Sergio Pérez is back behind the wheel of a Formula 1 car, but not in the way he once imagined. No Red Bull in championship mode, but a completely black Ferrari SF-23 on a quiet test day at Imola. The session is designed to prepare him for his comeback with the new Cadillac F1 team, which will use a Ferrari power unit in its first years on the grid. The images of Pérez in the bare carbon Ferrari went around the world in seconds, yet behind those photos lies a much bigger story. This is his sporting rehabilitation, Cadillac’s entry into Formula 1 and a lesson in how newcomers survive in an era of budget caps and limited testing.
Pérez’s Road Back From the Sidelines
After his exit from Red Bull, Pérez disappeared from the spotlight for a full season. No race seat, only rumours, simulator work and occasional marketing appearances. The private test at Imola is the first concrete step back toward the starting grid. In that black Ferrari, it is not about headline lap times. It is about rhythm, references and rebuilding trust in his own instincts. A driver who has been away from top level competition for a year has to re-learn braking points, feeling for grip and race intuition.
A day like this is tightly regulated. Because of strict testing limits, Pérez is not allowed to try secret new parts or evaluate future Cadillac-specific solutions. The focus is on learning how the Ferrari power unit behaves, how it delivers its energy, how the hybrid systems rotate power through the lap and how all of that links to brake balance and chassis characteristics. The line between what is allowed and what is not is razor sharp. Cadillac can benefit from the experience Pérez gains, but there are clear rules around sharing set-up data and engine software.
Psychologically, the session is at least as important as the technical work. For Pérez, this is confirmation that he still belongs in the club. The engine note in his ears, the back and forth with engineers, switching modes between runs, it is a routine he has missed for a long time. Every clean lap without errors helps to rebuild the confidence that slowly eroded during the difficult final Red Bull seasons.
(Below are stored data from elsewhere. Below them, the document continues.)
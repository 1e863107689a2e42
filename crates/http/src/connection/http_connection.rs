use std::error::Error;
use std::fmt::Display;
use std::panic::AssertUnwindSafe;
use std::sync::Arc;

use bytes::{Bytes, BytesMut};
use futures::{FutureExt, SinkExt, StreamExt};
use http::header::{CONTENT_TYPE, TRANSFER_ENCODING};
use http::{HeaderValue, Response, StatusCode};
use http_body::Body;
use http_body_util::{BodyExt, Empty};
use tokio::io::{AsyncRead, AsyncWrite};
use tokio_util::codec::{FramedRead, FramedWrite};
use tracing::{error, info, trace};

use crate::codec::header::is_chunked_coding;
use crate::codec::sniff::detect_content_type;
use crate::codec::{RequestDecoder, ResponseEncoder};
use crate::handler::Handler;
use crate::protocol::body::ReqBody;
use crate::protocol::{
    HttpError, Message, ParseError, PayloadItem, PayloadSize, RequestHeader, ResponseHead, SendError,
};

/// Initial capacity of the framed read buffer.
const READ_BUFFER_SIZE: usize = 4 * 1024;

/// Response bytes staged before the framing decision: a body that finishes
/// within this budget is sent with `Content-Length`, anything longer is
/// chunked.
const RESPONSE_STAGE_SIZE: usize = 4 * 1024;

type ResponseMessage = Message<(ResponseHead, PayloadSize)>;

/// One HTTP/1.1 connection: a framed reader and writer plus the keep-alive
/// loop over them.
///
/// Requests on a connection are served strictly in sequence. Within one
/// request cycle the handler runs concurrently with a body pump so that a
/// handler which never reads its body cannot deadlock against a client that
/// is still sending it; whatever the handler leaves unread is drained before
/// the next request line is parsed.
pub struct HttpConnection<R, W> {
    framed_read: FramedRead<R, RequestDecoder>,
    framed_write: FramedWrite<W, ResponseEncoder>,
}

impl<R, W> HttpConnection<R, W>
where
    R: AsyncRead + Unpin,
    W: AsyncWrite + Unpin,
{
    pub fn new(reader: R, writer: W) -> Self {
        Self {
            framed_read: FramedRead::with_capacity(reader, RequestDecoder::new(), READ_BUFFER_SIZE),
            framed_write: FramedWrite::new(writer, ResponseEncoder::new()),
        }
    }

    /// Serves requests until the peer closes, an error occurs, or a request
    /// asks for the connection to be closed. The socket is released when the
    /// connection is dropped on return.
    pub async fn process<H>(mut self, handler: Arc<H>) -> Result<(), HttpError>
    where
        H: Handler,
        H::RespBody: Body<Data = Bytes> + Unpin,
        <H::RespBody as Body>::Error: Display,
    {
        loop {
            match self.framed_read.next().await {
                Some(Ok(Message::Header((header, payload_size)))) => {
                    let keep_alive = header.should_keep_alive();
                    self.serve_one(header, payload_size, &handler).await?;

                    if !keep_alive {
                        info!("connection close requested, shutting down after response");
                        return Ok(());
                    }
                }

                Some(Ok(Message::Payload(_))) => {
                    // the body pump consumes every payload item through Eof,
                    // so a payload here means the framing is out of sync
                    error!("unexpected payload frame between requests");
                    let _ = self.send_error(StatusCode::BAD_REQUEST).await;
                    return Err(ParseError::invalid_body("expected request header, found body payload").into());
                }

                Some(Err(e)) => {
                    error!("failed to decode request: {}", e);
                    let _ = self.send_error(StatusCode::BAD_REQUEST).await;
                    return Err(e.into());
                }

                None => {
                    info!("client closed the connection");
                    return Ok(());
                }
            }
        }
    }

    /// Runs one request/response cycle: handler + body pump, drain, respond.
    async fn serve_one<H>(
        &mut self,
        header: RequestHeader,
        payload_size: PayloadSize,
        handler: &Arc<H>,
    ) -> Result<(), HttpError>
    where
        H: Handler,
        H::RespBody: Body<Data = Bytes> + Unpin,
        <H::RespBody as Body>::Error: Display,
    {
        let continue_writer = if header.expects_continue() {
            trace!("request expects 100-continue");
            Some(self.framed_write.get_mut())
        } else {
            None
        };

        let (req_body, body_sender) = ReqBody::channel(&mut self.framed_read, continue_writer, payload_size);
        let request = header.body(req_body);

        let handler_output = match body_sender {
            Some(mut sender) => {
                let output = {
                    let handler_fut = AssertUnwindSafe(handler.call(request)).catch_unwind();
                    tokio::pin!(handler_fut);
                    let pump_fut = sender.send_body();
                    tokio::pin!(pump_fut);
                    let mut pump_done = false;

                    loop {
                        tokio::select! {
                            // prefer finishing the handler once it is ready
                            biased;
                            output = &mut handler_fut => break output,
                            _ = &mut pump_fut, if !pump_done => {
                                pump_done = true;
                            }
                        }
                    }
                };

                // position the stream at the next request line
                sender.skip_body().await?;
                output
            }
            None => AssertUnwindSafe(handler.call(request)).catch_unwind().await,
        };

        match handler_output {
            Ok(response_result) => self.send_response(response_result).await,
            Err(_panic) => {
                error!("handler panicked, closing connection");
                Err(HttpError::HandlerPanic)
            }
        }
    }

    async fn send_response<T, E>(&mut self, response_result: Result<Response<T>, E>) -> Result<(), HttpError>
    where
        T: Body<Data = Bytes> + Unpin,
        T::Error: Display,
        E: Into<Box<dyn Error + Send + Sync>>,
    {
        match response_result {
            Ok(response) => self.do_send_response(response).await,
            Err(e) => {
                error!("handler failed: {}", e.into());
                self.send_error(StatusCode::INTERNAL_SERVER_ERROR).await
            }
        }
    }

    async fn send_error(&mut self, status: StatusCode) -> Result<(), HttpError> {
        let response = Response::builder()
            .status(status)
            .body(Empty::<Bytes>::new())
            .expect("error response is valid");
        self.do_send_response(response).await
    }

    /// Serializes one response, deciding the body framing from the body
    /// itself.
    ///
    /// Frames are staged up to [`RESPONSE_STAGE_SIZE`]. A body that ends
    /// within the budget is sent with `Content-Length` equal to the bytes
    /// actually staged; a longer body without an exact size hint streams as
    /// chunked. The staged prefix also feeds Content-Type detection when the
    /// handler set none.
    async fn do_send_response<T>(&mut self, response: Response<T>) -> Result<(), HttpError>
    where
        T: Body<Data = Bytes> + Unpin,
        T::Error: Display,
    {
        let (mut parts, mut body) = response.into_parts();

        let explicit_chunked = is_chunked_coding(parts.headers.get(TRANSFER_ENCODING));
        let exact_size = body.size_hint().exact();

        let mut staged = BytesMut::new();
        let mut body_done = false;
        while staged.len() <= RESPONSE_STAGE_SIZE {
            match body.frame().await {
                Some(Ok(frame)) => {
                    if let Ok(data) = frame.into_data() {
                        staged.extend_from_slice(&data);
                    }
                }
                Some(Err(e)) => {
                    return Err(SendError::invalid_body(format!("response body failed: {e}")).into());
                }
                None => {
                    body_done = true;
                    break;
                }
            }
        }

        let payload_size = if explicit_chunked {
            PayloadSize::Chunked
        } else if body_done {
            if staged.is_empty() {
                PayloadSize::Empty
            } else {
                PayloadSize::Length(staged.len() as u64)
            }
        } else if let Some(size) = exact_size {
            PayloadSize::Length(size)
        } else {
            PayloadSize::Chunked
        };

        if !payload_size.is_empty() && !parts.headers.contains_key(CONTENT_TYPE) {
            let content_type = detect_content_type(&staged);
            parts.headers.insert(CONTENT_TYPE, HeaderValue::from_static(content_type));
        }

        let head = ResponseHead::from_parts(parts, ());
        self.framed_write.feed(ResponseMessage::Header((head, payload_size))).await?;

        if !staged.is_empty() {
            // an oversized staged buffer is re-split by the chunked encoder
            self.framed_write.feed(ResponseMessage::Payload(PayloadItem::Chunk(staged.freeze()))).await?;
        }

        if !body_done {
            loop {
                match body.frame().await {
                    Some(Ok(frame)) => {
                        if let Ok(data) = frame.into_data() {
                            if !data.is_empty() {
                                // send (not feed): flush so large responses
                                // stream instead of accumulating in memory
                                self.framed_write.send(ResponseMessage::Payload(PayloadItem::Chunk(data))).await?;
                            }
                        }
                    }
                    Some(Err(e)) => {
                        return Err(SendError::invalid_body(format!("response body failed: {e}")).into());
                    }
                    None => break,
                }
            }
        }

        self.framed_write.feed(ResponseMessage::Payload(PayloadItem::Eof)).await?;
        SinkExt::<ResponseMessage>::flush(&mut self.framed_write).await?;
        Ok(())
    }
}
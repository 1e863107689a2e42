use std::future::Future;
use std::pin::Pin;
use std::sync::Arc;
use std::task::{Context, Poll};

use bytes::Bytes;
use http_body::{Body as HttpBody, Frame, SizeHint};
use http_body_util::combinators::UnsyncBoxBody;
use origin_http::protocol::body::ReqBody;
use origin_http::protocol::{HttpError, ParseError};
use tokio::sync::Mutex;

/// A clonable, consume-once wrapper around the request body.
///
/// Extractors receive clones of this handle; whichever one actually needs
/// the bytes takes the body out, and any later attempt fails instead of
/// silently reading an empty stream.
#[derive(Clone)]
pub struct OptionReqBody {
    inner: Arc<Mutex<Option<ReqBody>>>,
}

impl From<ReqBody> for OptionReqBody {
    fn from(body: ReqBody) -> Self {
        Self { inner: Arc::new(Mutex::new(Some(body))) }
    }
}

impl OptionReqBody {
    pub async fn can_consume(&self) -> bool {
        self.inner.lock().await.is_some()
    }

    /// Takes the body and runs `f` on it. Fails if it was already consumed.
    pub async fn apply<T, F, Fut>(&self, f: F) -> Result<T, ParseError>
    where
        F: FnOnce(ReqBody) -> Fut,
        Fut: Future<Output = Result<T, ParseError>>,
    {
        let mut guard = self.inner.lock().await;
        let Some(body) = guard.take() else {
            return Err(ParseError::invalid_body("request body already consumed"));
        };
        f(body).await
    }
}

/// Response body handed back to the engine: a single buffer or a stream.
pub struct ResponseBody {
    kind: Kind,
}

enum Kind {
    Once(Option<Bytes>),
    Stream(UnsyncBoxBody<Bytes, HttpError>),
}

impl ResponseBody {
    pub fn empty() -> Self {
        Self { kind: Kind::Once(None) }
    }

    pub fn once(bytes: Bytes) -> Self {
        if bytes.is_empty() {
            Self::empty()
        } else {
            Self { kind: Kind::Once(Some(bytes)) }
        }
    }

    /// A streaming body; the engine decides its wire framing from what it
    /// yields.
    pub fn stream<B>(body: B) -> Self
    where
        B: HttpBody<Data = Bytes, Error = HttpError> + Send + 'static,
    {
        Self { kind: Kind::Stream(UnsyncBoxBody::new(body)) }
    }
}

impl HttpBody for ResponseBody {
    type Data = Bytes;
    type Error = HttpError;

    fn poll_frame(self: Pin<&mut Self>, cx: &mut Context<'_>) -> Poll<Option<Result<Frame<Self::Data>, Self::Error>>> {
        match &mut self.get_mut().kind {
            Kind::Once(bytes) => Poll::Ready(bytes.take().map(|bytes| Ok(Frame::data(bytes)))),
            Kind::Stream(body) => Pin::new(body).poll_frame(cx),
        }
    }

    fn is_end_stream(&self) -> bool {
        match &self.kind {
            Kind::Once(bytes) => bytes.is_none(),
            Kind::Stream(body) => body.is_end_stream(),
        }
    }

    fn size_hint(&self) -> SizeHint {
        match &self.kind {
            Kind::Once(None) => SizeHint::with_exact(0),
            Kind::Once(Some(bytes)) => SizeHint::with_exact(bytes.len() as u64),
            Kind::Stream(body) => body.size_hint(),
        }
    }
}

impl From<()> for ResponseBody {
    fn from(_: ()) -> Self {
        Self::empty()
    }
}

impl From<Bytes> for ResponseBody {
    fn from(bytes: Bytes) -> Self {
        Self::once(bytes)
    }
}

impl From<Vec<u8>> for ResponseBody {
    fn from(bytes: Vec<u8>) -> Self {
        Self::once(bytes.into())
    }
}

impl From<String> for ResponseBody {
    fn from(value: String) -> Self {
        Self::once(Bytes::from(value))
    }
}

impl From<&'static str> for ResponseBody {
    fn from(value: &'static str) -> Self {
        Self::once(Bytes::from_static(value.as_bytes()))
    }
}

#[cfg(test)]
mod tests {
    use super::*;
    use http_body_util::BodyExt;

    #[tokio::test]
    async fn once_body_yields_its_bytes_and_size() {
        let body = ResponseBody::once(Bytes::from_static(b"payload"));
        assert_eq!(body.size_hint().exact(), Some(7));
        let collected = body.collect().await.unwrap().to_bytes();
        assert_eq!(collected, Bytes::from_static(b"payload"));
    }

    #[tokio::test]
    async fn empty_body_is_end_of_stream() {
        let body = ResponseBody::empty();
        assert!(body.is_end_stream());
        assert_eq!(body.size_hint().exact(), Some(0));
    }

    #[tokio::test]
    async fn body_can_only_be_consumed_once() {
        let body = OptionReqBody::from(ReqBody::empty());
        assert!(body.can_consume().await);

        let taken = body.apply(|b| async move { b.collect().await.map(|c| c.to_bytes()) }).await;
        assert!(taken.unwrap().is_empty());

        assert!(!body.can_consume().await);
        let again = body.apply(|b| async move { b.collect().await.map(|c| c.to_bytes()) }).await;
        assert!(again.is_err());
    }
}
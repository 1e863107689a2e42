//! The engine without the web layer: a bare accept loop feeding
//! [`HttpConnection`] with a handler built by [`make_handler`].
//!
//! ```text
//! cargo run --example echo_server
//! curl -d 'hello engine' http://127.0.0.1:3000/
//! ```

use std::convert::Infallible;
use std::sync::Arc;

use bytes::Bytes;
use http::{Request, Response};
use http_body_util::{BodyExt, Full};
use origin_http::connection::HttpConnection;
use origin_http::handler::make_handler;
use origin_http::protocol::body::ReqBody;
use tokio::net::TcpListener;
use tracing::{error, info, Level};
use tracing_subscriber::FmtSubscriber;

async fn echo(req: Request<ReqBody>) -> Result<Response<Full<Bytes>>, Infallible> {
    let bytes = match req.into_body().collect().await {
        Ok(collected) => collected.to_bytes(),
        Err(e) => Bytes::from(format!("failed to read request body: {e}")),
    };
    Ok(Response::new(Full::new(bytes)))
}

#[tokio::main]
async fn main() {
    let subscriber = FmtSubscriber::builder().with_max_level(Level::INFO).finish();
    let _ = tracing::subscriber::set_global_default(subscriber);

    let listener = TcpListener::bind("127.0.0.1:3000").await.expect("bind 127.0.0.1:3000");
    info!("echo server listening on 127.0.0.1:3000");

    let handler = Arc::new(make_handler(echo));
    loop {
        let (stream, remote_addr) = match listener.accept().await {
            Ok(accepted) => accepted,
            Err(e) => {
                error!("failed to accept: {}", e);
                continue;
            }
        };

        let handler = handler.clone();
        tokio::spawn(async move {
            let (reader, writer) = stream.into_split();
            if let Err(e) = HttpConnection::new(reader, writer).process(handler).await {
                error!(remote = %remote_addr, "connection failed: {}", e);
            }
        });
    }
}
Cadillac, Ferrari and the Politics of a New F1 Team
The fact that Cadillac, as a new F1 entrant, initially leans on Ferrari for power units is not a sign of weakness. It is a logical strategic choice. Building a works engine from scratch requires years, billions in investment and a complete ecosystem of dynos, specialists and test programmes. By running a Ferrari engine in the first seasons, Cadillac can concentrate on team structure, chassis development and operational stability.
Ferrari, in turn, gains an important customer, extra data and another shop window for its power unit. For both sides, Pérez is the ideal bridge. He brings experience from the front of the grid, knows various engine concepts and understands what it takes to launch a new project. The fact that he is already working closely with Ferrari engineers and systems is no coincidence. The better he speaks the language of Maranello, the easier it will be to translate that knowledge into the American Cadillac camp.
Alongside Pérez, Valtteri Bottas is waiting as his experienced teammate. Their driver line-up sends a clear message. Cadillac is not chasing attention with wild gambles, but building around two proven references who know how a factory team should function. The combination of an American brand name, European technology and seasoned drivers is intended to form the foundation for a credible debut.
The Visual Message of the Black Ferrari
In the end, it was not the technical briefing notes but the photos that sparked the first wave of attention. Pérez in a matte, almost entirely black Ferrari SF-23, with minimal branding and naked carbon on display, fired imaginations immediately. On X and Instagram the images
were shared at speed, often stripped of context. Some saw an alternative Ferrari livery, others a video game skin that had suddenly come to life.
That visual language is not accidental. A neutral, dark car shifts the focus onto the driver and onto the idea of a test platform. No shouting sponsor logos, but a visual statement that says above all: this is work in progress, not a launch. International media gladly used the images as clickbait, but often stopped at aesthetics.
For GPToday, the deeper layer is what matters. This test shows how modern newcomers in Formula 1 have to shuffle partners, test days and drivers in order to progress. With limited official testing and tight regulations, old chassis, customer engines and experienced drivers are combined into a kind of rolling laboratory. The black Ferrari is more than a striking picture. It is the symbol of a new way of building up a team.
What Cadillac and Pérez Can Realistically Achieve
The big question is what all of this will deliver once Cadillac actually lines up on the grid. Realistically, the team will spend its early seasons fighting in the midfield, searching for stability, reliability and a clear development path. The history of new teams shows that even with strong partners and experienced drivers, the road forward is rarely straightforward.
Pérez will play a key role in that phase. His experience with top teams, his knowledge of different aero packages and his ability to guide a car into a stable set-up window are exactly what a young project needs. He does not need to win races immediately to be valuable. His task is to steer Cadillac through the growing pains and prepare the team for the step toward the front.
For the Mexican, this is the chance to write a second career chapter. No longer in a dominant Red Bull, but as a central figure in a growth project that will forever have his name attached to its early years. If Cadillac becomes genuinely competitive within a few seasons, nobody will forget that black Ferrari in Imola. Then this quiet test day will be seen as the moment when the road back truly began.